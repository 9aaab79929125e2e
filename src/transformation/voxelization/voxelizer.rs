use crate::bounding_volume::{Aabb, BoundingVolume};
use crate::math::{Point, Real, Vector};
use crate::query::{self, Ray, RayHit};
use crate::shape::Mesh;
use crate::transformation::voxelization::voxel_simplification::{self, CellBox};
use crate::transformation::voxelization::voxelization_task::SharedState;
use crate::transformation::voxelization::{
    CancellationToken, VoxelGrid, VoxelizationError, VoxelizationErrorKind, VoxelizerState,
};
use smallvec::SmallVec;

#[cfg(feature = "parallel")]
use rayon::prelude::*;

/// Parameters of a [`Voxelizer`].
#[derive(Copy, Clone, Debug, PartialEq, Eq)]
#[cfg_attr(feature = "serde-serialize", derive(Serialize, Deserialize))]
#[cfg_attr(feature = "serde-serialize", serde(default))]
pub struct VoxelizerConfig {
    /// The number of voxels per unit length.
    ///
    /// Must be at least 1.
    /// Default: 16
    pub resolution: u32,
    /// Merge the occupied voxels into larger boxes.
    ///
    /// Default: true
    pub simplify: bool,
    /// The maximum number of cells of the voxelization grid. Larger grids are rejected before
    /// any cell is classified.
    ///
    /// Default: None (no limit)
    pub max_cells: Option<u64>,
}

impl Default for VoxelizerConfig {
    fn default() -> Self {
        Self {
            resolution: 16,
            simplify: true,
            max_cells: None,
        }
    }
}

/// The complete result of a voxelization.
#[derive(Clone, Debug, PartialEq)]
#[cfg_attr(feature = "serde-serialize", derive(Serialize, Deserialize))]
pub struct Voxelization {
    grid: VoxelGrid,
    occupancy: Vec<bool>,
    boxes: Vec<Aabb>,
}

impl Voxelization {
    /// The grid that was scanned.
    #[inline]
    pub fn grid(&self) -> &VoxelGrid {
        &self.grid
    }

    /// The occupancy of every cell of the grid, in scan order.
    #[inline]
    pub fn occupancy(&self) -> &[bool] {
        &self.occupancy
    }

    /// Is the given cell occupied? Cells outside of the grid are never occupied.
    pub fn is_occupied(&self, cell: &Point<i32>) -> bool {
        self.grid
            .linear_index(cell)
            .map(|i| self.occupancy[i])
            .unwrap_or(false)
    }

    /// The coordinates of every occupied cell, in scan order.
    pub fn occupied_cells(&self) -> impl Iterator<Item = Point<i32>> + '_ {
        self.grid
            .cells()
            .zip(self.occupancy.iter())
            .filter(|(_, occupied)| **occupied)
            .map(|(cell, _)| cell)
    }

    /// The number of occupied cells.
    pub fn num_occupied(&self) -> usize {
        self.occupancy.iter().filter(|o| **o).count()
    }

    /// The boxes covering the occupied cells.
    #[inline]
    pub fn boxes(&self) -> &[Aabb] {
        &self.boxes
    }

    /// Consumes `self` and returns the boxes covering the occupied cells.
    pub fn into_boxes(self) -> Vec<Aabb> {
        self.boxes
    }
}

/// Converts a mesh into a set of axis-aligned boxes laid on a regular grid.
///
/// A cell of the grid is occupied if the mesh surface crosses it, or if its center lies inside
/// of the mesh. The inside test casts a ray along `+X` toward the cell center and looks at the
/// orientation of the nearest polygons hit, so the mesh is expected to be closed with outward
/// normals for interior cells to be detected.
///
/// # Example
///
/// ```
/// # #[cfg(feature = "f32")] {
/// use meshvox3d::math::Point;
/// use meshvox3d::shape::{MeshBuilder, PolygonData};
/// use meshvox3d::transformation::voxelization::{Voxelizer, VoxelizerConfig};
///
/// let mut builder = MeshBuilder::new("triangle");
/// builder.push_triangle_face(
///     [
///         Point::new(0.1, 0.1, 0.6),
///         Point::new(0.9, 0.1, 0.6),
///         Point::new(0.1, 0.9, 0.6),
///     ],
///     PolygonData::default(),
/// );
/// let mesh = builder.build().unwrap();
///
/// let config = VoxelizerConfig { resolution: 2, simplify: false, ..Default::default() };
/// let voxelization = Voxelizer::new(&mesh, config).unwrap().run().unwrap();
/// assert!(voxelization.is_occupied(&Point::new(0, 0, 1)));
/// assert!(!voxelization.is_occupied(&Point::new(2, 2, 1)));
/// # }
/// ```
#[derive(Clone, Debug)]
pub struct Voxelizer<'a> {
    mesh: &'a Mesh,
    config: VoxelizerConfig,
    grid: VoxelGrid,
    cancel: CancellationToken,
    state: SharedState,
}

impl<'a> Voxelizer<'a> {
    /// Prepares the voxelization of `mesh`.
    ///
    /// This computes the voxelization grid and checks it against the configuration, without
    /// classifying any cell.
    pub fn new(mesh: &'a Mesh, config: VoxelizerConfig) -> Result<Self, VoxelizationError> {
        let grid = VoxelGrid::new(mesh.local_aabb(), config.resolution)
            .map_err(|kind| Self::failure(mesh, kind))?;

        if let Some(max_cells) = config.max_cells {
            if grid.len() > max_cells {
                return Err(Self::failure(
                    mesh,
                    VoxelizationErrorKind::GridTooLarge {
                        num_cells: grid.len(),
                        max_cells,
                    },
                ));
            }
        }

        if grid.len() > usize::MAX as u64 {
            return Err(Self::failure(
                mesh,
                VoxelizationErrorKind::GridTooLarge {
                    num_cells: grid.len(),
                    max_cells: usize::MAX as u64,
                },
            ));
        }

        Ok(Self {
            mesh,
            config,
            grid,
            cancel: CancellationToken::new(),
            state: SharedState::new(),
        })
    }

    /// Makes this voxelizer stop as soon as `token` is cancelled.
    pub fn with_cancellation_token(mut self, token: CancellationToken) -> Self {
        self.cancel = token;
        self
    }

    pub(crate) fn with_shared_state(mut self, state: SharedState) -> Self {
        self.state = state;
        self
    }

    /// The mesh being voxelized.
    #[inline]
    pub fn mesh(&self) -> &'a Mesh {
        self.mesh
    }

    /// The configuration of this voxelizer.
    #[inline]
    pub fn config(&self) -> &VoxelizerConfig {
        &self.config
    }

    /// The grid scanned by this voxelizer.
    #[inline]
    pub fn grid(&self) -> &VoxelGrid {
        &self.grid
    }

    /// The token that can be used to cancel this voxelizer.
    #[inline]
    pub fn cancellation_token(&self) -> &CancellationToken {
        &self.cancel
    }

    /// The progress of the last run of this voxelizer.
    #[inline]
    pub fn state(&self) -> VoxelizerState {
        self.state.get()
    }

    /// Voxelizes the mesh and returns the boxes covering its occupied cells.
    ///
    /// Without simplification, there is one box per occupied cell, in scan order. Otherwise the
    /// merged boxes are sorted by their minimum corner.
    pub fn voxelize(&self) -> Result<Vec<Aabb>, VoxelizationError> {
        self.run().map(Voxelization::into_boxes)
    }

    /// Voxelizes the mesh and returns the occupancy of every cell along with the final boxes.
    pub fn run(&self) -> Result<Voxelization, VoxelizationError> {
        self.state.set(VoxelizerState::Scanning);
        log::debug!(
            "Voxelizing mesh {} with {} polygons on a {:?} grid at resolution {}.",
            self.mesh.name(),
            self.mesh.polygons().len(),
            self.grid.dimensions().as_slice(),
            self.grid.resolution(),
        );

        match self.scan() {
            Ok(occupancy) => {
                self.state.set(VoxelizerState::Aggregating);
                let cell_boxes = if self.config.simplify {
                    voxel_simplification::simplify(&self.grid, &occupancy)
                } else {
                    voxel_simplification::occupied_cells(&self.grid, &occupancy)
                };
                let boxes: Vec<_> = cell_boxes
                    .iter()
                    .map(|b: &CellBox| self.grid.cells_aabb(&b.mins, &b.maxs))
                    .collect();

                log::debug!(
                    "Voxelized mesh {} into {} boxes.",
                    self.mesh.name(),
                    boxes.len()
                );
                self.state.set(VoxelizerState::Done);

                Ok(Voxelization {
                    grid: self.grid,
                    occupancy,
                    boxes,
                })
            }
            Err(kind) => {
                self.state.set(VoxelizerState::Failed);
                let err = self.error(kind);
                log::error!("{}: {}", err, kind);
                Err(err)
            }
        }
    }

    fn scan(&self) -> Result<Vec<bool>, VoxelizationErrorKind> {
        let num_cells = self.grid.len() as usize;

        #[cfg(feature = "parallel")]
        let occupancy = (0..num_cells)
            .into_par_iter()
            .map(|i| self.classify_cell(i))
            .collect();
        #[cfg(not(feature = "parallel"))]
        let occupancy = (0..num_cells).map(|i| self.classify_cell(i)).collect();

        occupancy
    }

    fn classify_cell(&self, index: usize) -> Result<bool, VoxelizationErrorKind> {
        if self.cancel.is_cancelled() {
            return Err(VoxelizationErrorKind::Cancelled);
        }

        let cell = self.grid.cell_at(index);
        let occupied = self.classify_box(&self.grid.cell_aabb(&cell))?;
        log::trace!("Cell {} occupied: {}", cell, occupied);
        Ok(occupied)
    }

    fn classify_box(&self, aabb: &Aabb) -> Result<bool, VoxelizationErrorKind> {
        Ok(self.box_intersects_surface(aabb) || self.is_point_inside(&aabb.center())?)
    }

    /// Is the voxel `aabb` occupied, i.e., does it intersect the mesh surface or is its center
    /// inside of the mesh?
    pub fn is_box_valid_voxel(&self, aabb: &Aabb) -> Result<bool, VoxelizationError> {
        self.classify_box(aabb).map_err(|kind| self.error(kind))
    }

    /// Does any polygon of the mesh intersect `aabb`?
    ///
    /// Candidate polygons are searched in `aabb` shrunk by `1 / 64` of a voxel on each side, so
    /// polygons only grazing its boundary are ignored. The candidates are then tested against
    /// the whole box.
    pub fn does_box_intersect(&self, aabb: &Aabb) -> bool {
        self.box_intersects_surface(aabb)
    }

    /// Is `point` inside of the mesh?
    ///
    /// This looks at the polygons hit by a ray cast along `+X` from outside of the mesh bounds
    /// toward `point`, keeping only the ones closest to `point`. The point is inside if any of
    /// them faces it.
    pub fn is_point_inside_mesh(&self, point: &Point<Real>) -> Result<bool, VoxelizationError> {
        self.is_point_inside(point).map_err(|kind| self.error(kind))
    }

    /// The hits, closest to `point`, of the ray used to decide if `point` is inside of the mesh.
    ///
    /// Hit points are rounded (see [`RayHit::rounded`]) so hits on coincident polygons are tied.
    pub fn interior_hits(
        &self,
        point: &Point<Real>,
    ) -> Result<SmallVec<[RayHit<'a>; 4]>, VoxelizationError> {
        self.closest_hits(point).map_err(|kind| self.error(kind))
    }

    fn box_intersects_surface(&self, aabb: &Aabb) -> bool {
        // Polygons lying on the boundary between two cells must not occupy both.
        let margin = self.grid.voxel_size() / 64.0;
        let query = aabb.tightened(margin);

        self.mesh
            .search(&query)
            .any(|polygon| query::intersection_test_aabb_polygon(aabb, &polygon.shape))
    }

    fn is_point_inside(&self, point: &Point<Real>) -> Result<bool, VoxelizationErrorKind> {
        Ok(self
            .closest_hits(point)?
            .iter()
            .any(|hit| hit.is_facing(point)))
    }

    fn closest_hits(
        &self,
        point: &Point<Real>,
    ) -> Result<SmallVec<[RayHit<'a>; 4]>, VoxelizationErrorKind> {
        let origin = Point::new(self.mesh.local_aabb().mins.x - 1.0, point.y, point.z);
        let ray = Ray::new(origin, Vector::x());
        let mut closest = SmallVec::new();
        let mut min_dist = Real::MAX;

        for hit in self.mesh.cast_ray(&ray) {
            let hit = hit.rounded();
            let dist = hit
                .distance_to(point)
                .ok_or(VoxelizationErrorKind::NonFiniteDistance { center: *point })?;

            if !dist.is_finite() {
                return Err(VoxelizationErrorKind::NonFiniteDistance { center: *point });
            }

            if dist < min_dist {
                min_dist = dist;
                closest.clear();
            }

            if dist == min_dist {
                closest.push(hit);
            }
        }

        Ok(closest)
    }

    fn error(&self, kind: VoxelizationErrorKind) -> VoxelizationError {
        Self::failure(self.mesh, kind)
    }

    fn failure(mesh: &Mesh, kind: VoxelizationErrorKind) -> VoxelizationError {
        VoxelizationError::new(mesh.name(), kind)
    }
}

**What to work on**
The line above containing "pub fn is_box_valid_voxel(&self, aabb: &Aabb)", the line containing "the mesh bounds", and every line between them are to be transcribed exactly; no other line is wanted.

**Response area**
    pub fn is_box_valid_voxel(&self, aabb: &Aabb) -> Result<bool, VoxelizationError> {
        self.classify_box(aabb).map_err(|kind| self.error(kind))
    }

    /// Does any polygon of the mesh intersect `aabb`?
    ///
    /// Candidate polygons are searched in `aabb` shrunk by `1 / 64` of a voxel on each side, so
    /// polygons only grazing its boundary are ignored. The candidates are then tested against
    /// the whole box.
    pub fn does_box_intersect(&self, aabb: &Aabb) -> bool {
        self.box_intersects_surface(aabb)
    }

    /// Is `point` inside of the mesh?
    ///
    /// This looks at the polygons hit by a ray cast along `+X` from outside of the mesh bounds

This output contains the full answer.